No longer will North Carolinians buying a handgun need to get permission first from their local sheriff. They’ll still need a federal background check to buy from a licensed dealer, which means handgun purchases in the state will be treated the same as rifles and shotguns.
The state sheriffs’ association backed the change, though there was dissent from Democratic sheriffs in North Carolina’s largest counties.
The pistol permit repeal takes effect immediately. The Alamance County Sheriff’s Office announced shortly after the vote that it would not longer issue permits, including permits already applied for but not yet issued. Durham County Sheriff Clarence Birkhead, who was at the legislature Wednesday and opposed the vote, said his office was preparing to dismantle its permit program too.
The vote was 71-46, dividing on party lines. Three Democrats missed the vote: reps. Michael Wray, Tricia Cotham and Cecil Brockman. That gave Republicans, one seat shy of a super majority in the House, the margin they needed to vote the measure through, which they did quickly and without allowing debate.
Cotham also said in her statement that both Republican and Democratic leaders knew she wouldn’t attend the vote. House Democratic Leader Robert Reives said immediately after the vote that he didn’t know where any of the three Democrats were.
Cotham, Wray and Brockman have all been considered more likely to work with Republican leadership this session, where vote margins will be closely watched and deals likely will be cut to pass GOP priorities over the Democratic governor’s veto. Speaker of the House Tim Moore, R-Cleveland, said all three members requested excused absences Wednesday morning, and that’s when he learned they wouldn’t be there.
Immediately after the vote Reives, D-Chatham, stood on the House floor and apologized to school children who were on a routine tour of the General Assembly and sitting in the House gallery, watching the proceedings. He told them the House is usually a deliberative body.
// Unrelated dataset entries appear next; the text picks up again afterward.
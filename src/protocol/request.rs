//! JSON-RPC request construction.
//!
//! Electrum speaks JSON-RPC 2.0 with one message per line; [`Request::to_wire`]
//! produces the newline-terminated line the transport writes.

// ============================================================================
// Imports
// ============================================================================

use serde::Serialize;
use serde_json::Value;

use crate::error::Result;

// ============================================================================
// Request
// ============================================================================

/// A JSON-RPC 2.0 request.
///
/// # Format
///
/// ```json
/// {"jsonrpc":"2.0","id":1,"method":"server.version","params":["electrum-probe/0.1","1.4"]}
/// ```
///
/// The `id` must be unique within a connection's lifetime so the matching
/// response can be correlated.
#[derive(Debug, Clone, Serialize)]
pub struct Request {
    /// Protocol version marker, always `"2.0"`.
    pub jsonrpc: &'static str,

    /// Identifier for request/response correlation.
    pub id: u64,

    /// RPC method name, e.g. `blockchain.transaction.get`.
    pub method: String,

    /// Positional parameters.
    pub params: Vec<Value>,
}

impl Request {
    /// Creates a new request.
    #[inline]
    #[must_use]
    pub fn new(id: u64, method: impl Into<String>, params: Vec<Value>) -> Self {
        Self {
            jsonrpc: "2.0",
            id,
            method: method.into(),
            params,
        }
    }

    /// Serializes the request to its wire form: one JSON line terminated
    /// by a single `\n`.
    ///
    /// # Errors
    ///
    /// Returns [`Error::Json`](crate::Error::Json) if serialization fails.
    pub fn to_wire(&self) -> Result<Vec<u8>> {
        let mut line = serde_json::to_vec(self)?;
        line.push(b'\n');
        Ok(line)
    }
}

// ============================================================================
// Tests
// ============================================================================

#[cfg(test)]
mod tests {
    use super::*;
    use serde_json::json;

    #[test]
    fn test_wire_form() {
        let request = Request::new(1, "server.version", vec![json!("probe/1.0"), json!("1.4")]);
        let wire = request.to_wire().expect("serialize");

        assert_eq!(*wire.last().expect("non-empty"), b'\n');

        let text = std::str::from_utf8(&wire).expect("utf-8");
        let parsed: Value = serde_json::from_str(text.trim_end()).expect("parse");
        assert_eq!(parsed["jsonrpc"], "2.0");
        assert_eq!(parsed["id"], 1);
        assert_eq!(parsed["method"], "server.version");
        assert_eq!(parsed["params"][1], "1.4");
    }

    #[test]
    fn test_single_newline() {
        let request = Request::new(2, "blockchain.transaction.get", vec![json!("ab"), json!(true)]);
        let wire = request.to_wire().expect("serialize");
        let newlines = wire.iter().filter(|b| **b == b'\n').count();
        assert_eq!(newlines, 1);
    }
}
“Breaks my heart,” Reives said.
Republicans countered that this legislation, discussed at the statehouse for years, already had been heavily debated as it moved through various committees, then cleared the House and Senate floors over the last two months. The state Senate, where Republicans hold a veto-proof majority, took a party-line vote to override Cooper on this bill Tuesday.
The National Rifle Association said in a statement following the House vote that the permit system “served no public service in North Carolina.”
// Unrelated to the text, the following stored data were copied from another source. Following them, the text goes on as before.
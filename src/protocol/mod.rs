//! JSON-RPC protocol message types and response matching.
//!
//! Electrum servers speak JSON-RPC 2.0 framed as one message per line over
//! plain TCP. This module defines the wire types and the matching logic
//! that correlates an accumulated read buffer with the outstanding request.
//!
//! # Message Flow
//!
//! | Message | Direction | Purpose |
//! |---------|-----------|---------|
//! | `Request` | Probe → Server | `server.version` handshake, diagnostic query |
//! | `Response` | Server → Probe | `{id, result}` or `{id, error}` |
//! | notification | Server → Probe | No `id`; skipped during matching |
//!
//! # Modules
//!
//! | Module | Description |
//! |--------|-------------|
//! | `request` | Request construction and wire serialization |
//! | `response` | Response and RPC error types |
//! | `matcher` | Buffer-to-request correlation with fallback chain |

// ============================================================================
// Submodules
// ============================================================================

/// Response matching over an accumulated read buffer.
pub mod matcher;

/// JSON-RPC request construction.
pub mod request;

/// JSON-RPC response types.
pub mod response;

// ============================================================================
// Re-exports
// ============================================================================

pub use matcher::{MatchOutcome, match_response};
pub use request::Request;
pub use response::{Response, RpcError};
“Law-abiding residents should not have to ask the government for permission to exercise their Second Amendment rights,” the group said.
Wednesday morning’s House session ended soon after the vote, with lawmakers planning to return to the chamber at 2 p.m. Once session broke, a visibly angry Reives spoke to reporters, saying recent events may swayed opinions on the bill, but Democrats weren’t allowed to bring that up.
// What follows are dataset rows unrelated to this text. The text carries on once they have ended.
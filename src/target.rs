//! Probe targets and built-in run parameters.
//!
//! The target list and diagnostic transaction hash are compiled in; there
//! is deliberately no flag, environment, or file configuration surface.

// ============================================================================
// Imports
// ============================================================================

use std::fmt;

// ============================================================================
// Constants
// ============================================================================

/// Transaction hash queried in the diagnostic phase.
pub const TX_HASH: &str = "adf3a2698e31900f9b710da73d71748cda96ce26b12bddcb8d69eaa835bedc73";

/// Client name sent in the `server.version` handshake.
pub const CLIENT_NAME: &str = "electrum-probe/0.1";

/// Protocol version offered in the `server.version` handshake.
pub const PROTOCOL_VERSION: &str = "1.4";

// ============================================================================
// Target
// ============================================================================

/// A single Electrum server endpoint to probe.
///
/// Immutable; the full list is declared at startup and never changes
/// during a run.
#[derive(Debug, Clone, PartialEq, Eq)]
pub struct Target {
    /// Human-readable name used in progress output and the summary table.
    pub name: String,
    /// Server hostname (resolved at connect time).
    pub host: String,
    /// TCP port.
    pub port: u16,
}

impl Target {
    /// Creates a new target.
    #[inline]
    #[must_use]
    pub fn new(name: impl Into<String>, host: impl Into<String>, port: u16) -> Self {
        Self {
            name: name.into(),
            host: host.into(),
            port,
        }
    }
}

impl fmt::Display for Target {
    fn fmt(&self, f: &mut fmt::Formatter<'_>) -> fmt::Result {
        write!(f, "{} ({}:{})", self.name, self.host, self.port)
    }
}

// ============================================================================
// Built-in Target List
// ============================================================================

/// Returns the compiled-in list of servers to probe, in source order.
///
/// Source order matters: fastest-server ties are broken by the first
/// target encountered.
#[must_use]
pub fn builtin_targets() -> Vec<Target> {
    vec![
        Target::new(
            "Electrum Server 1 (cipig.net)",
            "kmd.electrum3.cipig.net",
            10001,
        ),
        Target::new(
            "Electrum Server 2 (kmdclassic.com)",
            "electrum.kmdclassic.com",
            50001,
        ),
    ]
}

// ============================================================================
// Tests
// ============================================================================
“We deserved to have a voice heard today on that issue,” he said. “And it is so disturbing to me … a whole part of this body is being told: ‘You speak when spoken to.’”
“How dare I go back and look at those students at Lee Senior the next time I go speak at Lee Senior and say, ‘Well we would have talked about your lockdown, but we didn’t have time,'” he said.
The thin majority in the House makes attendance extremely important. Reives said that Rep. Marvin Lucas, a Democrat who voted to repeal the permit system when the bill passed earlier this month but voted against the override, attended Wednesday’s session with a leg broken in three places. He put off surgery to be there, Reives said.
“He deserved to be able to say, ‘Guys I voted for this bill but here’s the reason I’m not voting for the bill today,” Reives said. “Eighty years old. Three breaks in his leg. Should have had surgery yesterday … and what he got told today was, ‘No, you’re not going to talk today because we’re not going to allow it.”
Senate Bill 41, titled “Guarantee 2nd Amend Freedom and Protections” does other things in addition to ending the pistol permit system. It lets people with concealed carry permits carry weapons into churches that also host private schools, as long as school, including extra-curricular activities, isn’t in session.
“There is no reason church-goers should be restricted from protecting themselves when worshiping,” NRA State Director D.J. Spiker said in a statement. “This has been a hard-fought battle, and I’m thrilled to say North Carolina is a freer state because of the state legislature’s actions.”
The bill also creates a safe firearm storage awareness campaign meant to educate the public and boost distribution of gun locks.
Moore said in a statement that the pistol permit system was outdated and that the measures approved were “long-standing goals of Second Amendment advocates in our state.”
In his own statement, Cooper said Republicans cut off debate “because the arguments were too compelling for them to hear.” He predicted the bill would allow “known domestic abusers and mentally ill people to buy handguns puts communities at risk.”